As a leader, you need to use your platform to create opportunities for those who historically haven't had enough of them. A common complaint many companies have is that they "struggle" to find qualified talent among women and minorities.
If you still find this after expanding your search beyond traditional recruitment mechanisms, build the bridge that equips these underrepresented groups to seize these opportunities. Last year, I participated in SHINE Bootcamp, a program designed to prepare more women to speak on conference stages. Late last year, Google and PRX joined forces to create a comprehensive training program designed to increase the number of women and people of color in podcasting.
These are positive actions you can join or emulate.
Nominees and winners for each of the Oscar categories each year are voted on by members of the Academy of Motion Picture Arts and Sciences. In 2013, the LA Times reported that of the more than 6,000 members of the Academy, 93 percent white and 73 percent were male.
The homogeneity of those who have the power to recognize the merits of the ranges of performances within the industry poses a challenge to those whose craft shows up in a form that is different from what has historically been considered the marker of excellence.
Following the 2016 Oscars boycott, the Board of Governors of the Academy vowed to make changes to improve their track record. In a statement, the board announced plans for making change:
"The Board of Governors of the Academy of Motion Picture Arts and Sciences approved a sweeping series of substantive changes designed to make the Academy's membership, its governing bodies, and its voting members significantly more diverse. The Board's goal is to commit to doubling the number of women and diverse members of the Academy by 2020."

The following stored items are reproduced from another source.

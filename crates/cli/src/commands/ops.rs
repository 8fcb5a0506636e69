//! `skywarden ops` — ask the operations agent.

use skywarden_config::Settings;

pub async fn run(question: &str) -> Result<(), Box<dyn std::error::Error>> {
    let settings = Settings::load()?;
    let copilot = super::build_copilot(&settings)?;

    let answer = copilot
        .ops(question)
        .await
        .map_err(|e| format!("ops agent failed: {e}"))?;
    println!("{answer}");
    Ok(())
}
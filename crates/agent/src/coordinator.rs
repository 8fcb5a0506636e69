//! Two-agent coordination: fan out to traveler and ops, fuse with one
//! tool-free synthesis call.
//!
//! ```text
//! Passenger question
//!         │
//!         ▼
//!   ┌───────────┐
//!   │  Copilot  │
//!   └──┬─────┬──┘
//!      │     │
//!      ▼     ▼
//! ┌─────────┐ ┌─────────┐
//! │traveler │ │   ops   │   ← independent loops, no shared transcript
//! └────┬────┘ └────┬────┘
//!      └────┬──────┘
//!           ▼
//!    synthesis call (no tools)
//! ```

use crate::loop_runner::{ConversationLoop, DEFAULT_MAX_ROUNDS};
use crate::personas::{self, Persona};
use skywarden_core::error::AgentError;
use skywarden_core::message::Message;
use skywarden_core::provider::{Provider, ProviderRequest};
use skywarden_core::source::SnapshotSource;
use std::sync::Arc;
use tracing::{debug, info};

const SYNTHESIS_PROMPT: &str = "You are a coordinator between a traveler support agent and \
    an operations agent. You will see both of their messages and \
    must produce ONE clear answer for the passenger. \
    Reassure them when appropriate, but do not hide serious issues.";

/// The agent entry points exposed to the UI/caller.
pub struct Copilot {
    provider: Arc<dyn Provider>,
    source: Arc<dyn SnapshotSource>,
    model: String,
    temperature: f32,
    max_tokens: Option<u32>,
    max_rounds: u32,
    region: String,
}

impl Copilot {
    pub fn new(
        provider: Arc<dyn Provider>,
        source: Arc<dyn SnapshotSource>,
        model: impl Into<String>,
    ) -> Self {
        Self {
            provider,
            source,
            model: model.into(),
            temperature: 0.2,
            max_tokens: None,
            max_rounds: DEFAULT_MAX_ROUNDS,
            region: "region1".into(),
        }
    }

    pub fn with_temperature(mut self, temperature: f32) -> Self {
        self.temperature = temperature;
        self
    }

    pub fn with_max_tokens(mut self, max: u32) -> Self {
        self.max_tokens = Some(max);
        self
    }

    pub fn with_max_rounds(mut self, max: u32) -> Self {
        self.max_rounds = max;
        self
    }

    /// Region the coordinator frames its prompts around.
    pub fn with_region(mut self, region: impl Into<String>) -> Self {
        self.region = region.into();
        self
    }

    fn loop_for(&self, persona: &Persona) -> ConversationLoop {
        let tools = Arc::new(persona.registry(self.source.clone()));
        let mut looper = ConversationLoop::new(
            self.provider.clone(),
            &self.model,
            self.temperature,
            tools,
        )
        .with_max_rounds(self.max_rounds);
        if let Some(max) = self.max_tokens {
            looper = looper.with_max_tokens(max);
        }
        looper
    }

    /// Traveler-facing agent: questions about one specific flight.
    pub async fn traveler(&self, question: &str) -> Result<String, AgentError> {
        debug!(persona = personas::TRAVELER.name, "running agent");
        self.loop_for(&personas::TRAVELER)
            .run(personas::TRAVELER.system_prompt, question)
            .await
    }

    /// Operations agent: regional overview and anomaly scan.
    pub async fn ops(&self, question: &str) -> Result<String, AgentError> {
        debug!(persona = personas::OPS.name, "running agent");
        self.loop_for(&personas::OPS)
            .run(personas::OPS.system_prompt, question)
            .await
    }

    /// Coordinated answer for one passenger:
    ///
    /// 1. The traveler agent answers the passenger's question about their
    ///    specific flight.
    /// 2. The ops agent gives a regional situation report around that
    ///    flight.
    /// 3. One more model call — no tools — synthesizes both replies into
    ///    a single passenger-friendly answer.
    ///
    /// Either sub-agent failing aborts the whole call; partial results
    /// are never returned.
    pub async fn traveler_with_ops(
        &self,
        callsign: &str,
        question: &str,
    ) -> Result<String, AgentError> {
        let region = &self.region;

        let traveler_question = format!(
            "My flight {callsign} is in {region}. {question} \
             Please use tools to check this specific flight."
        );
        let traveler_reply = self.traveler(&traveler_question).await?;

        let ops_question = format!(
            "Consider flight {callsign} in {region}. \
             Give a short situation report focusing on nearby anomalies \
             and anything that could worry the passenger."
        );
        let ops_reply = self.ops(&ops_question).await?;

        info!(callsign, "synthesizing coordinated answer");
        self.synthesize(callsign, question, &traveler_reply, &ops_reply)
            .await
    }

    async fn synthesize(
        &self,
        callsign: &str,
        question: &str,
        traveler_reply: &str,
        ops_reply: &str,
    ) -> Result<String, AgentError> {
        let user = format!(
            "Passenger question: {question}\n\
             Flight: {callsign}\n\n\
             Traveler agent said:\n{traveler_reply}\n\n\
             Ops agent said:\n{ops_reply}\n\n\
             Now give a final answer for the passenger."
        );

        let request = ProviderRequest {
            model: self.model.clone(),
            messages: vec![Message::system(SYNTHESIS_PROMPT), Message::user(user)],
            temperature: self.temperature,
            max_tokens: self.max_tokens,
            tools: vec![],
        };

        let response = self
            .provider
            .complete(request)
            .await
            .map_err(AgentError::Model)?;
        Ok(response.message.content)
    }
}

Representation doesn't just normalize on its own. You have to make a concerted effort to make people in authority more reflective of the population they serve.
Start by setting clear goals of what you want your workforce to look like at all levels of your organization. Then, build a recruitment plan that enables you to find and get to know the diverse talent that is available to help you grow your business.
When Basecamp set out to make its workforce more representative of its customers, its leaders realized they needed to change the way they wrote job descriptions, expand the places they posted them, and adjust how they evaluated candidates. And it worked.
No matter your track record, forward progress can be made. Follow the lead of the Academy to make diversity, inclusion, and belonging a priority.
It's time we made the table bigger, so there are plenty of seats for everyone.